SUPPLIED RECORDS:
----------------

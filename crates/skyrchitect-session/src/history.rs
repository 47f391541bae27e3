//! Undo/redo using whole-graph snapshots.
//!
//! Diagrams are small, so keeping full copies is simpler than inverting
//! mutations. Restoring a snapshot is itself a mutation (`ReplaceGraph`), so
//! undo bumps the document version and autosave sees it like any other edit.

use std::collections::VecDeque;

use skyrchitect_core::Graph;

pub const DEFAULT_MAX_HISTORY: usize = 100;

#[derive(Debug, Clone)]
pub struct UndoHistory {
    undo_stack: VecDeque<Graph>,
    redo_stack: Vec<Graph>,
    max_history: usize,
}

impl UndoHistory {
    pub fn new(max_history: usize) -> Self {
        Self {
            undo_stack: VecDeque::new(),
            redo_stack: Vec::new(),
            max_history: max_history.max(1),
        }
    }

    /// Remember the state before an effective edit
    pub fn record(&mut self, before: &Graph) {
        self.undo_stack.push_back(before.clone());
        self.redo_stack.clear();
        while self.undo_stack.len() > self.max_history {
            self.undo_stack.pop_front();
        }
    }

    /// Graph to restore for an undo; `current` moves onto the redo stack
    pub fn undo(&mut self, current: &Graph) -> Option<Graph> {
        let previous = self.undo_stack.pop_back()?;
        self.redo_stack.push(current.clone());
        Some(previous)
    }

    pub fn redo(&mut self, current: &Graph) -> Option<Graph> {
        let next = self.redo_stack.pop()?;
        self.undo_stack.push_back(current.clone());
        Some(next)
    }

    pub fn can_undo(&self) -> bool {
        !self.undo_stack.is_empty()
    }

    pub fn can_redo(&self) -> bool {
        !self.redo_stack.is_empty()
    }

    pub fn undo_len(&self) -> usize {
        self.undo_stack.len()
    }

    pub fn redo_len(&self) -> usize {
        self.redo_stack.len()
    }

    pub fn clear(&mut self) {
        self.undo_stack.clear();
        self.redo_stack.clear();
    }
}

impl Default for UndoHistory {
    fn default() -> Self {
        Self::new(DEFAULT_MAX_HISTORY)
    }
}

#[cfg(test)]
mod tests {
    use super::*;
    use skyrchitect_core::{Node, Position, ResourceKind};

    fn graph_with(labels: &[&str]) -> Graph {
        let mut g = Graph::new();
        for label in labels {
            g.nodes.push(Node::new(ResourceKind::Compute, *label, Position::default()));
        }
        g
    }

    #[test]
    fn undo_then_redo_walks_states() {
        let mut history = UndoHistory::default();
        let empty = Graph::new();
        let one = graph_with(&["a"]);

        history.record(&empty);
        assert!(history.can_undo());
        assert_eq!(history.undo(&one), Some(empty.clone()));
        assert!(history.can_redo());
        assert_eq!(history.redo(&empty), Some(one));
        assert!(!history.can_redo());
    }

    #[test]
    fn new_edit_clears_redo() {
        let mut history = UndoHistory::default();
        history.record(&Graph::new());
        history.undo(&graph_with(&["a"]));
        history.record(&Graph::new());
        assert!(!history.can_redo());
    }

    #[test]
    fn history_is_bounded() {
        let mut history = UndoHistory::new(3);
        for i in 0..10 {
            history.record(&graph_with(&[i.to_string().as_str()]));
        }
        assert_eq!(history.undo_len(), 3);
        let oldest_kept = {
            let mut last = None;
            let current = Graph::new();
            while let Some(g) = history.undo(&current) {
                last = Some(g);
            }
            last.unwrap()
        };
        assert_eq!(oldest_kept.nodes[0].label, "7");
    }
}
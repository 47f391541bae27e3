//! crossterm key events -> dispatcher key inputs

use crossterm::event::{KeyCode, KeyEvent, KeyModifiers};
use skyrchitect_editor::KeyInput;

/// Translate a terminal key event. Keys the editor has no name for map to `None`.
pub fn to_key_input(event: &KeyEvent) -> Option<KeyInput> {
    let mods = event.modifiers;
    let mut shift = mods.contains(KeyModifiers::SHIFT);

    let key = match event.code {
        KeyCode::Char(c) => {
            // For symbols the shift is already part of the character ('+' not
            // shift+'='); only letters keep it as a modifier.
            if c.is_alphabetic() {
                shift |= c.is_uppercase();
            } else {
                shift = false;
            }
            c.to_string()
        }
        KeyCode::Delete => "Delete".into(),
        KeyCode::Backspace => "Backspace".into(),
        KeyCode::Esc => "Escape".into(),
        KeyCode::Enter => "Enter".into(),
        KeyCode::Tab => "Tab".into(),
        KeyCode::BackTab => {
            shift = true;
            "Tab".into()
        }
        KeyCode::Up => "ArrowUp".into(),
        KeyCode::Down => "ArrowDown".into(),
        KeyCode::Left => "ArrowLeft".into(),
        KeyCode::Right => "ArrowRight".into(),
        KeyCode::Home => "Home".into(),
        KeyCode::End => "End".into(),
        KeyCode::F(n) => format!("F{n}"),
        _ => return None,
    };

    Some(KeyInput {
        key,
        ctrl: mods.contains(KeyModifiers::CONTROL),
        shift,
        alt: mods.contains(KeyModifiers::ALT),
        meta: mods.intersects(KeyModifiers::SUPER | KeyModifiers::META),
    })
}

----------------

Would you restate exactly the lines of the material above, from its opening line through the line with "let previous = self.undo_stack.pop_back()?;", and output only those?

filename crates/skyrchitect-session/src/history.rs
repository 47f391541bae27e3
//! Undo/redo using whole-graph snapshots.
//!
//! Diagrams are small, so keeping full copies is simpler than inverting
//! mutations. Restoring a snapshot is itself a mutation (`ReplaceGraph`), so
//! undo bumps the document version and autosave sees it like any other edit.

use std::collections::VecDeque;

use skyrchitect_core::Graph;

pub const DEFAULT_MAX_HISTORY: usize = 100;

#[derive(Debug, Clone)]
pub struct UndoHistory {
    undo_stack: VecDeque<Graph>,
    redo_stack: Vec<Graph>,
    max_history: usize,
}

impl UndoHistory {
    pub fn new(max_history: usize) -> Self {
        Self {
            undo_stack: VecDeque::new(),
            redo_stack: Vec::new(),
            max_history: max_history.max(1),
        }
    }

    /// Remember the state before an effective edit
    pub fn record(&mut self, before: &Graph) {
        self.undo_stack.push_back(before.clone());
        self.redo_stack.clear();
        while self.undo_stack.len() > self.max_history {
            self.undo_stack.pop_front();
        }
    }

    /// Graph to restore for an undo; `current` moves onto the redo stack
    pub fn undo(&mut self, current: &Graph) -> Option<Graph> {
        let previous = self.undo_stack.pop_back()?;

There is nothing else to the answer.